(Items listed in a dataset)
// client.rs — client-side state consumed by prediction

use strafe_common::shared::{PmoveState, UserCmd, Vec3, VEC3_ORIGIN};

/// Input command ring size; allow a lot of command backup for very fast
/// systems.
pub const CMD_BACKUP: usize = 64;
pub const CMD_MASK: usize = CMD_BACKUP - 1;

#[derive(Debug, Clone, Copy, PartialEq, Eq, Default)]
pub enum ConnState {
    #[default]
    Disconnected,
    Connecting,
    Connected,
    Active,
}

/// Sequence bookkeeping for one sent packet frame, so an incoming ack
/// can be mapped back to the input command it covers.
#[derive(Debug, Clone, Copy, Default)]
pub struct CmdHistory {
    pub cmd_number: u32,
}

#[derive(Debug, Clone, Copy, Default)]
pub struct NetChan {
    pub incoming_acknowledged: u32,
    pub outgoing_sequence: u32,
}

/// Authoritative player state subset carried by a snapshot.
#[derive(Debug, Clone, Copy, Default)]
pub struct PlayerState {
    pub pmove: PmoveState,
    pub viewangles: Vec3,
}

/// One authoritative server snapshot.
#[derive(Debug, Clone, Copy, Default)]
pub struct Frame {
    pub valid: bool,
    pub number: i32,
    pub ps: PlayerState,
}

/// A snapshot entity the client must clip movement against.
#[derive(Debug, Clone, Copy, Default)]
pub struct SolidEntity {
    pub number: i32,
    /// 31 marks an inline BSP submodel; anything else is a 5-5-6
    /// encoded bounding box.
    pub solid: i32,
    pub modelindex: usize,
    pub origin: Vec3,
    pub angles: Vec3,
}

/// Per-connection client state.
pub struct ClientState {
    pub viewangles: Vec3,

    /// Pending command still being composed this frame.
    pub cmd: UserCmd,
    /// Live move amounts for the pending command.
    pub localmove: [i16; 3],
    /// Issued commands, kept until acknowledged.
    pub cmds: [UserCmd; CMD_BACKUP],
    /// Sequence number of the newest finalized command.
    pub cmd_number: u32,

    pub history: [CmdHistory; CMD_BACKUP],

    pub frame: Frame,

    // prediction output for the renderer
    pub predicted_origin: Vec3,
    pub predicted_velocity: Vec3,
    pub predicted_angles: Vec3,
    /// Decaying visual-only correction; never fed back into simulation.
    pub prediction_error: Vec3,

    /// Origin predicted after simulating each command, by sequence
    /// number modulo CMD_BACKUP. Slots older than that are invalid.
    pub predicted_origins: [[i16; 3]; CMD_BACKUP],

    // stair step smoothing
    pub predicted_step: f32,
    pub predicted_step_time: u32,
    /// Frames at or before this never trigger step smoothing again.
    pub predicted_step_frame: u32,
}

impl Default for ClientState {
    fn default() -> Self {
        Self {
            viewangles: VEC3_ORIGIN,
            cmd: UserCmd::default(),
            localmove: [0; 3],
            cmds: [UserCmd::default(); CMD_BACKUP],
            cmd_number: 0,
            history: [CmdHistory::default(); CMD_BACKUP],
            frame: Frame::default(),
            predicted_origin: VEC3_ORIGIN,
            predicted_velocity: VEC3_ORIGIN,
            predicted_angles: VEC3_ORIGIN,
            prediction_error: VEC3_ORIGIN,
            predicted_origins: [[0; 3]; CMD_BACKUP],
            predicted_step: 0.0,
            predicted_step_time: 0,
            predicted_step_frame: 0,
        }
    }
}

/// Connection-lifetime state.
#[derive(Debug, Clone, Copy, Default)]
pub struct ClientStatic {
    pub state: ConnState,
    /// Wall clock in milliseconds.
    pub realtime: u32,
    pub frametime: f32,
    /// Playing back a recording; never predict over canned input.
    pub demo_playback: bool,
    pub netchan: NetChan,
}
// strafe-common — engine systems shared by client and server:
// script command processing, console variables, player movement.

pub mod cmd;
pub mod common;
pub mod cvar;
pub mod pmove;
pub mod shared;
pub mod wildcards;
// ============================================================
// Public entry point
// ============================================================

/// Run one player movement step. Called by the server for each received
/// command and by the client to re-simulate unacknowledged commands.
pub fn pmove(pm: &mut PmoveData, params: &MoveParams, world: &impl WorldQuery) {
    let mut ctx = PmoveContext {
        pm,
        pmp: params,
        pml: PmLocal::default(),
        world,
    };
    ctx.execute();
}

// ============================================================
// Tests
// ============================================================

• Directions for this task: Verbatim output is expected for the lines from the start of the data to the line in which "kept until acknowledged." appears, both included.

• Task result:
// client.rs — client-side state consumed by prediction

use strafe_common::shared::{PmoveState, UserCmd, Vec3, VEC3_ORIGIN};

/// Input command ring size; allow a lot of command backup for very fast
/// systems.
pub const CMD_BACKUP: usize = 64;
pub const CMD_MASK: usize = CMD_BACKUP - 1;

#[derive(Debug, Clone, Copy, PartialEq, Eq, Default)]
pub enum ConnState {
    #[default]
    Disconnected,
    Connecting,
    Connected,
    Active,
}

/// Sequence bookkeeping for one sent packet frame, so an incoming ack
/// can be mapped back to the input command it covers.
#[derive(Debug, Clone, Copy, Default)]
pub struct CmdHistory {
    pub cmd_number: u32,
}

#[derive(Debug, Clone, Copy, Default)]
pub struct NetChan {
    pub incoming_acknowledged: u32,
    pub outgoing_sequence: u32,
}

/// Authoritative player state subset carried by a snapshot.
#[derive(Debug, Clone, Copy, Default)]
pub struct PlayerState {
    pub pmove: PmoveState,
    pub viewangles: Vec3,
}

/// One authoritative server snapshot.
#[derive(Debug, Clone, Copy, Default)]
pub struct Frame {
    pub valid: bool,
    pub number: i32,
    pub ps: PlayerState,
}

/// A snapshot entity the client must clip movement against.
#[derive(Debug, Clone, Copy, Default)]
pub struct SolidEntity {
    pub number: i32,
    /// 31 marks an inline BSP submodel; anything else is a 5-5-6
    /// encoded bounding box.
    pub solid: i32,
    pub modelindex: usize,
    pub origin: Vec3,
    pub angles: Vec3,
}

/// Per-connection client state.
pub struct ClientState {
    pub viewangles: Vec3,

    /// Pending command still being composed this frame.
    pub cmd: UserCmd,
    /// Live move amounts for the pending command.
    pub localmove: [i16; 3],
    /// Issued commands, kept until acknowledged.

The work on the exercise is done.